Mevalonate kinase deficiency (MKD) is a rare genetic disease caused by mutations in the mevalonate kinase gene, which encodes for a crucial enzyme that can be found in most cell types in the human body. MKD patients experience a buildup of abnormal proteins due to the loss of functional mevalonate kinase, which causes immune cells to malfunction, triggering inflammation. Researchers have now discovered that a rise in the core body temperature of MKD patients can cause flares of their autoinflammatory disease. The findings have been reported in the Journal of Clinical Investigation.
MKD is typically diagnosed in early childhood, when patients begin to experience high fever, skin rashes, ulcers, abdominal pain and swollen lymph nodes on a regular basis. In severe cases, neurological and developmental problems also occur, and may be fatal. Right now, there are no treatments for the disorder, but this study can help change that. Autoinflammatory disorders happen when the innate immune system is triggered when it shouldn't be, while autoimmune disease involves the erroneous activation of adaptive immunity. Autoinflammation can be related to antigen-dependent mechanisms, while autoimmunity can involve autoantibodies.
"Our research provides exciting new insights into the underlying physiology of MKD and what may be triggering the inflammatory flares, opening up potential new ways of treating this devastating disorder," said Professor Mike Rogers, Head of the Bone Therapeutics lab at the Garvan Institute of Medical Research.
Studying the disease has been challenging, particularly because there have been no reliable animal models to study MKD. As such, we don't understand MKD or what causes it to flare, noted lead study author Dr. Marcia Munoz of the Garvan Institute.
For this work, the researchers created new mouse models with genetic engineering, recreating the biochemical disruption carried by MKD patients in the animal.
Increases in core body temperature can happen because of stress or mild infections, noted Munoz, and these significantly worsened the effect of the mutation. There was a dramatic increase in abnormal proteins, which is probably what is causing inflammatory flares in patients, Munoz added.
The severity of MKD can vary significantly from one patient to another, though researchers don't fully understand why. The disorder occurs when people carry two copies of mutant MKD genes, and there are over 250 MKD mutations that have been linked to the disorder. This makes it "...difficult to predict what combination causes a mild or severe version of MKD," said Rogers.

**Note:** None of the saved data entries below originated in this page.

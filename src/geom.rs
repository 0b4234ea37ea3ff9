//! Geometry utilities: bounding boxes and the rectangularity test.

use crate::model::{Block, Point};

/// Threshold above which a stroke's area ratio counts as rectangular.
pub const RECTANGULAR_AREA_RATIO: f64 = 0.8;

/// An axis-aligned rectangle in some coordinate space.
#[derive(Debug, Clone, Copy, PartialEq)]
pub struct Bounds {
    pub x_min: f64,
    pub y_min: f64,
    pub x_max: f64,
    pub y_max: f64,
}

impl Bounds {
    /// Width of the rectangle.
    pub fn width(&self) -> f64 {
        self.x_max - self.x_min
    }

    /// Height of the rectangle.
    pub fn height(&self) -> f64 {
        self.y_max - self.y_min
    }

    /// Area of the rectangle.
    pub fn area(&self) -> f64 {
        self.width() * self.height()
    }

    /// Grow the rectangle by `margin` on all sides, clamped to
    /// `[0, width] x [0, height]`.
    pub fn expand_clamped(&self, margin: f64, width: f64, height: f64) -> Bounds {
        Bounds {
            x_min: (self.x_min - margin).max(0.0),
            y_min: (self.y_min - margin).max(0.0),
            x_max: (self.x_max + margin).min(width),
            y_max: (self.y_max + margin).min(height),
        }
    }
}

/// Bounding box over a point sequence. `None` when empty.
pub fn point_bounds(points: &[Point]) -> Option<Bounds> {
    let first = points.first()?;
    let mut bounds = Bounds {
        x_min: first.x,
        y_min: first.y,
        x_max: first.x,
        y_max: first.y,
    };
    for p in &points[1..] {
        bounds.x_min = bounds.x_min.min(p.x);
        bounds.x_max = bounds.x_max.max(p.x);
        bounds.y_min = bounds.y_min.min(p.y);
        bounds.y_max = bounds.y_max.max(p.y);
    }
    Some(bounds)
}

/// Bounding box over every coordinate-bearing block: stroke and glyph
/// points plus text paragraph anchors. `None` when the page carries no
/// coordinates at all; callers must treat that as nothing to transform.
pub fn bounding_box(blocks: &[Block]) -> Option<Bounds> {
    let mut bounds: Option<Bounds> = None;
    let mut extend = |x: f64, y: f64| {
        let b = bounds.get_or_insert(Bounds {
            x_min: x,
            y_min: y,
            x_max: x,
            y_max: y,
        });
        b.x_min = b.x_min.min(x);
        b.x_max = b.x_max.max(x);
        b.y_min = b.y_min.min(y);
        b.y_max = b.y_max.max(y);
    };

    for block in blocks {
        match block {
            Block::Line(item) | Block::Glyph(item) => {
                if let Some(stroke) = &item.value {
                    for p in &stroke.points {
                        extend(p.x, p.y);
                    }
                }
            }
            Block::Text(paragraph) => extend(paragraph.pos_x, paragraph.pos_y),
            Block::Unreadable { .. } => {}
        }
    }
    bounds
}

/// Polygon area of a point sequence by the shoelace formula, treating
/// the sequence as a closed ring.
pub fn polygon_area(points: &[Point]) -> f64 {
    if points.len() < 3 {
        return 0.0;
    }
    let mut twice_area = 0.0;
    for (a, b) in points.iter().zip(points.iter().cycle().skip(1)) {
        twice_area += a.x * b.y - b.x * a.y;
    }
    (twice_area / 2.0).abs()
}

/// Test whether a stroke traces a rectangle: its polygon area must fill
/// at least `threshold` of its nonzero bounding-box area. A handwritten
/// rectangle around printed content signals "crop this region" rather
/// than "trace my ink".
pub fn is_rectangular(points: &[Point], threshold: f64) -> bool {
    if points.len() < 4 {
        return false;
    }
    let Some(bounds) = point_bounds(points) else {
        return false;
    };
    let box_area = bounds.area();
    if box_area <= 0.0 {
        return false;
    }
    polygon_area(points) / box_area >= threshold
}

#[cfg(test)]
mod tests {
    use super::*;
    use crate::model::{InkItem, InkStroke, TextParagraph};

    fn rect_points() -> Vec<Point> {
        vec![
            Point::new(0.0, 0.0),
            Point::new(100.0, 0.0),
            Point::new(100.0, 50.0),
            Point::new(0.0, 50.0),
        ]
    }

    fn line_block(points: Vec<Point>) -> Block {
        Block::Line(InkItem {
            deleted_length: 0,
            extra_data: Vec::new(),
            value: Some(InkStroke {
                tool: 4,
                color: 0,
                thickness_scale: 1.0,
                points,
                text: None,
            }),
        })
    }

    #[test]
    fn test_perfect_rectangle_passes() {
        assert!(is_rectangular(&rect_points(), RECTANGULAR_AREA_RATIO));
    }

    #[test]
    fn test_degenerate_shape_fails() {
        // zero-area: all points on one horizontal line
        let flat = vec![
            Point::new(0.0, 10.0),
            Point::new(5.0, 10.0),
            Point::new(10.0, 10.0),
            Point::new(20.0, 10.0),
        ];
        assert!(!is_rectangular(&flat, RECTANGULAR_AREA_RATIO));
    }

    #[test]
    fn test_triangle_fails() {
        // a triangle fills half its bounding box
        let tri = vec![
            Point::new(0.0, 0.0),
            Point::new(100.0, 0.0),
            Point::new(100.0, 100.0),
            Point::new(0.0, 0.0),
        ];
        assert!(!is_rectangular(&tri, RECTANGULAR_AREA_RATIO));
    }

    #[test]
    fn test_too_few_points() {
        let points = vec![Point::new(0.0, 0.0), Point::new(10.0, 10.0)];
        assert!(!is_rectangular(&points, RECTANGULAR_AREA_RATIO));
    }

    #[test]
    fn test_shoelace_area() {
        assert_eq!(polygon_area(&rect_points()), 5000.0);
    }

    #[test]
    fn test_bounding_box_includes_text_anchors() {
        let blocks = vec![
            line_block(vec![Point::new(-10.0, 5.0), Point::new(20.0, 40.0)]),
            Block::Text(TextParagraph {
                pos_x: 100.0,
                pos_y: -30.0,
                width: 0.0,
                runs: Vec::new(),
            }),
        ];
        let bounds = bounding_box(&blocks).unwrap();
        assert_eq!(bounds.x_min, -10.0);
        assert_eq!(bounds.x_max, 100.0);
        assert_eq!(bounds.y_min, -30.0);
        assert_eq!(bounds.y_max, 40.0);
    }

    #[test]
    fn test_bounding_box_empty() {
        assert!(bounding_box(&[]).is_none());

        let blocks = vec![Block::Unreadable {
            message: "bad".to_string(),
        }];
        assert!(bounding_box(&blocks).is_none());
    }
}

Various combinations of mutations were introduced into the animal models, with enzyme activity lowered to ten to twenty percent of normal. This showed that there is a threshold effect.
"At about 20 percent activity, there is no disease. Disease starts to appear if enzyme activity falls below this threshold, when the effect on proteins really kicks in," Rogers explained.
If the enzyme was 20 percent active, mice had mild disease, but if it dropped to ten percent activity, the symptoms became more severe and the levels of abnormal proteins increased. When body temperature also went up, the enzyme activity dropped even further, with activity becoming nearly undetectable.
Clinicians might be able to measure enzyme activity levels in blood to determine disease severity in patients, noted Rogers.
This research has also suggested that a complex called NLRP3, which is known to be involved in inflammatory disease, may also be related to MKD.